What is expected
Entries follow. Return each line that contains the word "await".

Given information
═══

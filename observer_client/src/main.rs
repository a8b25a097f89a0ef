//! Standalone observer binary.
//!
//! Usage:
//!   cargo run -p observer_client -- [--addr 127.0.0.1:2000] [--name Observer]
//!                                   [--max-turn 100] [--secs-per-turn 1.0]
//!
//! Connects to the game server, loads the map, and plays the recorded
//! session back as a smooth timeline, logging one summary per turn.
//! Rendering consumes the composed scene frames; this binary stops at
//! the scene.
//!
//! Console commands:
//!   play / pause        - Resume or halt playback
//!   seek <turn>         - Jump to a turn (fractional allowed)
//!   step / back         - Single-turn step forward or backward
//!   speed <secs>        - Seconds of wall time per simulation turn
//!   status              - Show playback and fetch statistics
//!   quit                - Log out and exit

use std::env;
use std::io::{BufRead, Write};
use std::time::{Duration, Instant};

use anyhow::Context;
use observer_client::{
    colors::PlayerColorAllocator, playback::PlaybackClock, scene, topology::Topology,
    window::TurnWindow,
};
use observer_shared::{
    config::ObserverConfig,
    net::{self, TcpTransport},
};
use tokio::sync::mpsc;
use tracing::{info, warn};

fn parse_args() -> ObserverConfig {
    let mut cfg = ObserverConfig::default();
    let args: Vec<String> = env::args().collect();
    let mut i = 1;
    while i < args.len() {
        match args[i].as_str() {
            "--addr" if i + 1 < args.len() => {
                cfg.server_addr = args[i + 1].clone();
                i += 2;
            }
            "--name" if i + 1 < args.len() => {
                cfg.name = args[i + 1].clone();
                i += 2;
            }
            "--max-turn" if i + 1 < args.len() => {
                if let Ok(v) = args[i + 1].parse() {
                    cfg.max_turn = v;
                }
                i += 2;
            }
            "--secs-per-turn" if i + 1 < args.len() => {
                if let Ok(v) = args[i + 1].parse() {
                    cfg.secs_per_turn = v;
                }
                i += 2;
            }
            _ => i += 1,
        }
    }
    cfg
}

#[tokio::main]
async fn main() -> anyhow::Result<()> {
    tracing_subscriber::fmt()
        .with_env_filter(
            tracing_subscriber::EnvFilter::try_from_default_env()
                .unwrap_or_else(|_| "info".into()),
        )
        .init();

    let cfg = parse_args();
    info!(server = %cfg.server_addr, name = %cfg.name, "Starting observer");

    let mut transport = TcpTransport::connect(&cfg.server_addr)
        .await
        .context("connect")?;
    net::login(&mut transport, &cfg.name).await.context("login")?;

    let topology = Topology::load(&mut transport)
        .await
        .context("load topology")?;
    info!(
        map = %topology.name,
        points = topology.points().count(),
        lines = topology.lines().count(),
        "Session ready"
    );

    let mut window = TurnWindow::new(transport);
    let mut clock = PlaybackClock::new(cfg.max_turn, cfg.secs_per_turn);
    let mut colors = PlayerColorAllocator::new();

    // Stdin console on its own thread, same shape as any interactive
    // client loop.
    let (console_tx, mut console_rx) = mpsc::channel::<String>(32);
    std::thread::spawn(move || {
        let stdin = std::io::stdin();
        let mut stdout = std::io::stdout();
        loop {
            print!("] ");
            let _ = stdout.flush();
            let mut line = String::new();
            if stdin.lock().read_line(&mut line).is_err() {
                break;
            }
            let line = line.trim().to_string();
            if !line.is_empty() && console_tx.blocking_send(line).is_err() {
                break;
            }
        }
    });

    println!("Observer connected. Type 'status' for info, 'quit' to exit.");
    println!();

    let frame_interval = Duration::from_secs_f32(1.0 / cfg.frame_hz as f32);
    let mut last_frame = Instant::now();
    let mut last_logged_turn = u32::MAX;
    let mut running = true;

    while running {
        while let Ok(line) = console_rx.try_recv() {
            let tokens: Vec<&str> = line.split_whitespace().collect();
            match tokens.as_slice() {
                ["play"] => clock.play(),
                ["pause"] => clock.pause(),
                ["step"] => clock.step_forward(),
                ["back"] => clock.step_back(),
                ["seek", turn] => match turn.parse::<f64>() {
                    Ok(t) => clock.seek(t),
                    Err(_) => println!("Usage: seek <turn>"),
                },
                ["speed", secs] => match secs.parse::<f32>() {
                    Ok(s) => clock.set_secs_per_turn(s),
                    Err(_) => println!("Usage: speed <secs-per-turn>"),
                },
                ["status"] => {
                    let stats = window.stats();
                    println!(
                        "Turn: {:.2} / {} ({})",
                        clock.turn(),
                        clock.max_turn(),
                        if clock.is_paused() { "paused" } else { "playing" }
                    );
                    println!(
                        "Fetches: {} sync, {} prefetched, {} failed",
                        stats.sync_fetches, stats.prefetch_launches, stats.prefetch_failures
                    );
                    if let Some(err) = window.last_error() {
                        println!("Pending retry: {err}");
                    }
                }
                ["quit"] | ["exit"] => running = false,
                _ => println!("Unknown command: {line}"),
            }
        }

        let now = Instant::now();
        let dt = (now - last_frame).as_secs_f32();
        last_frame = now;
        clock.tick(dt);

        if let Err(e) = window.advance_to(clock.turn()).await {
            // A blocking fetch failed; hold playback at the last turn the
            // window actually has instead of racing further ahead.
            warn!(error = %e, "advance failed; pausing at last good turn");
            if let Some((prev, _)) = window.bracket_turns() {
                clock.seek(f64::from(prev));
            }
            clock.pause();
        }

        if let Some(current) = window.current() {
            let factor = (clock.turn() - clock.turn().floor()) as f32;
            let frame = scene::compose(&topology, current, window.previous(), factor, &mut colors);
            if frame.turn != last_logged_turn {
                info!(
                    turn = frame.turn,
                    trains = frame.trains.len(),
                    posts = frame.posts.len(),
                    players = frame.standings.len(),
                    "frame"
                );
                last_logged_turn = frame.turn;
            }
        }

        tokio::time::sleep(frame_interval).await;
    }

    let transport = window.transport();
    if let Err(e) = net::logout(&mut *transport.lock().await).await {
        warn!(error = %e, "logout failed");
    }
    info!("Observer stopped");
    Ok(())
}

═══

Solution
        .await
    net::login(&mut transport, &cfg.name).await.context("login")?;
        .await
        if let Err(e) = window.advance_to(clock.turn()).await {
        tokio::time::sleep(frame_interval).await;
    if let Err(e) = net::logout(&mut *transport.lock().await).await {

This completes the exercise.